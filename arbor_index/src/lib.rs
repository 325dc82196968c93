// Copyright 2025 the Arbor Authors
// SPDX-License-Identifier: Apache-2.0 OR MIT

//! Arbor Index: a static n-dimensional point index.
//!
//! Arbor Index answers four kinds of query over a fixed set of points:
//!
//! - Membership: is this exact item indexed?
//! - Range: which items lie inside an axis-aligned box (inclusive on both ends)?
//! - Nearest: which item is closest to a query point under a chosen metric?
//! - k-nearest: which `k` items are closest, ordered best to worst?
//!
//! Items are anything implementing [`Indexable`], which exposes a coordinate
//! slice. Metrics are anything implementing [`DistanceMetric`], including plain
//! closures. The index is rebuilt wholesale from a point set; there is no
//! incremental insert. Growing the corpus with [`Index::extend`] repartitions
//! everything.
//!
//! # Example
//!
//! ```rust
//! use arbor_index::{AxisRange, Euclidean, Index};
//!
//! let mut idx: Index<[f64; 2]> = Index::new(2)?;
//! idx.build(vec![[5.0, 5.0], [6.0, 7.0], [8.0, 6.0], [1.0, 1.0]])?;
//!
//! assert!(idx.contains(&[6.0, 7.0]));
//! assert_eq!(idx.nearest(&Euclidean, &[0.0, 0.0])?, Some(&[1.0, 1.0]));
//!
//! let two = idx.k_nearest(&Euclidean, 2, &[7.0, 7.0])?;
//! assert_eq!(two, [&[6.0, 7.0], &[8.0, 6.0]]);
//!
//! let boxed = idx.query_range(&[AxisRange::new(4.0, 7.0), AxisRange::new(4.0, 7.0)])?;
//! assert_eq!(boxed.len(), 2);
//! # Ok::<(), arbor_index::Error>(())
//! ```
//!
//! ## Choosing a backend
//!
//! - [`KdTree`] (default): median-split k-d tree. Logarithmic queries in the
//!   typical case; build cost is `O(n log² n)` since each level sorts its slice.
//! - [`FlatVec`]: linear scans. Exact under any metric and cheapest to rebuild;
//!   good for a handful of points.
//!
//! ## Metrics and pruning
//!
//! k-d nearest searches skip a subtree when the query's distance to the
//! splitting plane, measured on the split axis alone, exceeds the best distance
//! found so far. That is only safe for metrics where a one-axis distance never
//! exceeds the full distance: [`Euclidean`], [`EuclideanSq`], [`Manhattan`] and
//! [`Chebyshev`] qualify. [`Canberra`] does not; with it, k-d results may miss
//! the true nearest item. Use [`FlatVec`] when that matters.
//!
//! ### Float semantics
//!
//! Coordinates are `f64`. Construction orders NaN after every number, and a NaN
//! never satisfies a range or membership comparison. Keep NaNs out of indexed
//! items for meaningful results.
//!
//! ## Concurrency
//!
//! Queries take `&self` and never mutate, so a built index can be shared across
//! threads whenever its items can. Rebuilding takes `&mut self`.

#![cfg_attr(not(feature = "std"), no_std)]

extern crate alloc;

pub mod backend;
pub mod backends;
pub mod error;
pub mod index;
pub mod metric;
pub mod neighbors;
pub mod types;

pub use backend::Backend;
pub use backends::flatvec::FlatVec;
pub use backends::kdtree::KdTree;
pub use error::{Error, InvalidArgument};
pub use index::{Index, IndexGeneric, Neighbor};
pub use metric::{Canberra, Chebyshev, DistanceMetric, Euclidean, EuclideanSq, Manhattan};
pub use neighbors::{Candidate, Candidates};
pub use types::{AxisRange, Indexable};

::::::::

Each line of the data is to be transcribed exactly, with nothing left out.

filename arbor_index/src/lib.rs
repository 325dc82196968c93
// Copyright 2025 the Arbor Authors
// SPDX-License-Identifier: Apache-2.0 OR MIT

//! Arbor Index: a static n-dimensional point index.
//!
//! Arbor Index answers four kinds of query over a fixed set of points:
//!
//! - Membership: is this exact item indexed?
//! - Range: which items lie inside an axis-aligned box (inclusive on both ends)?
//! - Nearest: which item is closest to a query point under a chosen metric?
//! - k-nearest: which `k` items are closest, ordered best to worst?
//!
//! Items are anything implementing [`Indexable`], which exposes a coordinate
//! slice. Metrics are anything implementing [`DistanceMetric`], including plain
//! closures. The index is rebuilt wholesale from a point set; there is no
//! incremental insert. Growing the corpus with [`Index::extend`] repartitions
//! everything.
//!
//! # Example
//!
//! ```rust
//! use arbor_index::{AxisRange, Euclidean, Index};
//!
//! let mut idx: Index<[f64; 2]> = Index::new(2)?;
//! idx.build(vec![[5.0, 5.0], [6.0, 7.0], [8.0, 6.0], [1.0, 1.0]])?;
//!
//! assert!(idx.contains(&[6.0, 7.0]));
//! assert_eq!(idx.nearest(&Euclidean, &[0.0, 0.0])?, Some(&[1.0, 1.0]));
//!
//! let two = idx.k_nearest(&Euclidean, 2, &[7.0, 7.0])?;
//! assert_eq!(two, [&[6.0, 7.0], &[8.0, 6.0]]);
//!
//! let boxed = idx.query_range(&[AxisRange::new(4.0, 7.0), AxisRange::new(4.0, 7.0)])?;
//! assert_eq!(boxed.len(), 2);
//! # Ok::<(), arbor_index::Error>(())
//! ```
//!
//! ## Choosing a backend
//!
//! - [`KdTree`] (default): median-split k-d tree. Logarithmic queries in the
//!   typical case; build cost is `O(n log² n)` since each level sorts its slice.
//! - [`FlatVec`]: linear scans. Exact under any metric and cheapest to rebuild;
//!   good for a handful of points.
//!
//! ## Metrics and pruning
//!
//! k-d nearest searches skip a subtree when the query's distance to the
//! splitting plane, measured on the split axis alone, exceeds the best distance
//! found so far. That is only safe for metrics where a one-axis distance never
//! exceeds the full distance: [`Euclidean`], [`EuclideanSq`], [`Manhattan`] and
//! [`Chebyshev`] qualify. [`Canberra`] does not; with it, k-d results may miss
//! the true nearest item. Use [`FlatVec`] when that matters.
//!
//! ### Float semantics
//!
//! Coordinates are `f64`. Construction orders NaN after every number, and a NaN
//! never satisfies a range or membership comparison. Keep NaNs out of indexed
//! items for meaningful results.
//!
//! ## Concurrency
//!
//! Queries take `&self` and never mutate, so a built index can be shared across
//! threads whenever its items can. Rebuilding takes `&mut self`.

#![cfg_attr(not(feature = "std"), no_std)]

extern crate alloc;

pub mod backend;
pub mod backends;
pub mod error;
pub mod index;
pub mod metric;
pub mod neighbors;
pub mod types;

pub use backend::Backend;
pub use backends::flatvec::FlatVec;
pub use backends::kdtree::KdTree;
pub use error::{Error, InvalidArgument};
pub use index::{Index, IndexGeneric, Neighbor};
pub use metric::{Canberra, Chebyshev, DistanceMetric, Euclidean, EuclideanSq, Manhattan};
pub use neighbors::{Candidate, Candidates};
pub use types::{AxisRange, Indexable};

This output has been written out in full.